How the feuds play out in ring offer a nice contrast. Makabe pairs with rival Goto for approximately half the match, with Shibata and Tanahashi contesting the remainder. The former rivarly is physical and macho, a freight train full of hay speeding toward a Mack truck full of oil leading to a presumed explosion of both and at the very least two major casualties and no real winner.
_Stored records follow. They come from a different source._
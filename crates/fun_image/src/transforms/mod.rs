//! Transforms: combinators that wrap an [`Image`] into a new one.
//!
//! Transforms never touch the wrapped image; they only change where it is sampled
//! ([`affine`], [`ripple`]) or what is done with the sampled values ([`intensity`],
//! [`edge`]). Parameters are validated once here, when the wrapping image is built.
//!
//! Point-anchored variants are built from [`Image::anchor`]: move the anchor to the
//! origin, apply the origin-based transform, move back.
use crate::error::Result;
use crate::image::Image;

pub mod affine;
pub mod edge;
pub mod intensity;
pub mod ripple;

pub use affine::{RotateParams, ScaleParams, TranslateParams};
pub use edge::EdgeDetectParams;
pub use ripple::RIPPLE_AMPLITUDE;

impl Image {
    /// Applies `transform` relative to the point `(px, py)` instead of the origin.
    pub fn anchor<F>(self, px: f64, py: f64, transform: F) -> Image
    where
        F: FnOnce(Image) -> Image,
    {
        let at_origin = self.translate(-px, -py);
        transform(at_origin).translate(px, py)
    }

    /// Fallible form of [`Image::anchor`].
    pub fn try_anchor<F>(self, px: f64, py: f64, transform: F) -> Result<Image>
    where
        F: FnOnce(Image) -> Result<Image>,
    {
        let at_origin = self.translate(-px, -py);
        Ok(transform(at_origin)?.translate(px, py))
    }
}
//! Preflight validation checks for early failure detection
//!
//! Commands call these before touching the cache so that a missing
//! repository fails with a clear message instead of a git2 error.

use std::path::Path;

use anyhow::{Context, Result};

use crate::git::GitRepository;

/// Validate that `project_root` is inside a git repository
pub fn check_git_repository(project_root: &Path) -> Result<GitRepository> {
    GitRepository::discover(project_root).context(
        "Not in a git repository. Please run this command from within a git repository.",
    )
}

#[cfg(test)]
mod tests {
    use super::*;
    use tempfile::TempDir;

    #[test]
    fn rejects_plain_directory() {
        let temp_dir = TempDir::new().unwrap();
        let err = check_git_repository(temp_dir.path()).err().unwrap();
        assert!(err.to_string().contains("Not in a git repository"));
    }

    #[test]
    fn accepts_subdirectory_of_repository() {
        let temp_dir = TempDir::new().unwrap();
        git2::Repository::init(temp_dir.path()).unwrap();
        let sub_dir = temp_dir.path().join("src").join("deeper");
        std::fs::create_dir_all(&sub_dir).unwrap();

        let repo = check_git_repository(&sub_dir).unwrap();
        assert_eq!(
            repo.workdir().unwrap().canonicalize().unwrap(),
            temp_dir.path().canonicalize().unwrap()
        );
    }
}
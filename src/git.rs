//! Git operations and repository management.

pub mod commit;
pub mod repository;
pub mod revision;

pub use commit::{CommitInfo, FileChange};
pub use repository::GitRepository;
pub use revision::Revision;

/// Number of hex characters to show in abbreviated commit hashes.
pub const SHORT_HASH_LEN: usize = 8;
//! Cache key to git revision resolution.

use std::fmt;

use crate::cache::{CACHED_KEY, CURRENT_KEY};

/// What a cache key refers to in the repository.
#[derive(Debug, Clone, PartialEq, Eq)]
pub enum Revision {
    /// Working tree changes against HEAD (`--current`).
    Current,
    /// Staged changes against HEAD (`--cached`).
    Cached,
    /// Any revision expression `git rev-parse` understands: a single
    /// revision, `a..b` or `a...b`.
    Spec(String),
}

impl Revision {
    /// Parses a cache key.
    pub fn parse(key: &str) -> Self {
        match key {
            CURRENT_KEY => Self::Current,
            CACHED_KEY => Self::Cached,
            other => Self::Spec(other.to_string()),
        }
    }

    /// Returns the cache key for this revision.
    pub fn key(&self) -> &str {
        match self {
            Self::Current => CURRENT_KEY,
            Self::Cached => CACHED_KEY,
            Self::Spec(spec) => spec.as_str(),
        }
    }

    /// Returns true for the working tree and index sentinels.
    pub fn is_pending(&self) -> bool {
        matches!(self, Self::Current | Self::Cached)
    }

    /// Returns true when the key names fixed objects only: a full object id
    /// or a range whose both ends are full object ids. The changes such a
    /// key describes never move, unlike branches, tags or `HEAD`.
    pub fn is_pinned(&self) -> bool {
        let Self::Spec(spec) = self else {
            return false;
        };

        let (from, to) = match spec.split_once("...").or_else(|| spec.split_once("..")) {
            Some((from, to)) => (from, Some(to)),
            None => (spec.as_str(), None),
        };

        is_full_object_id(from) && to.map_or(true, is_full_object_id)
    }
}

/// SHA-1 or SHA-256 object id in full hex form.
fn is_full_object_id(value: &str) -> bool {
    matches!(value.len(), 40 | 64) && value.bytes().all(|b| b.is_ascii_hexdigit())
}

impl fmt::Display for Revision {
    fn fmt(&self, f: &mut fmt::Formatter<'_>) -> fmt::Result {
        f.write_str(self.key())
    }
}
The latter has more of a psychological dimension, played out as it has in interviews and the pages of an autobiography. The ring work reflects this turn of events in which Tanahashi characterises Shibata as a one-dimensional basher by having Shibata out-think Tanahashi, getting inside his mind by using his wrenching Dragon Screw. Clearly rattled, Tanahashi performs Shibata’s corner forearms and his own second-turnbuckle Senton with 95% less ceremony than usual.

Whatever the outcome of the match, it makes you care about the singles matches happening between both pairs (both on the relatively stuffed Kobe show). As a bout it is probably on a par with their PPV outing in May, clicking better than that show, but wrestled well within the capabilities of the performers.

Goto takes the win over Makabe with a Shouten Kai delivered after a PK by Shibata. As Makabe sees the lights, Shibata chokes Tanahashi out in a position where he is seated to view the defeat in action, a delicious and devilish touch that rubs salt in the wounds of both men. Crunching and classy. ****

Final Thoughts: 

Compared to other cards through the year, I hadn’t entirely been sold on the potential of Destruction. Indeed, the New Beginning event was split over two cards that contained a lot of boggy filler (particularly the event in Hiroshima) to wade through ahead of the good stuff. This go home show should restore/heighten your faith in the title matches and the upper card at the very least, with no examples of chemistry or heat failure. Are the shows likely to be Show of the Year candidates? Probably not. Do I have reasonable faith they’ll deliver your money’s worth. Yes.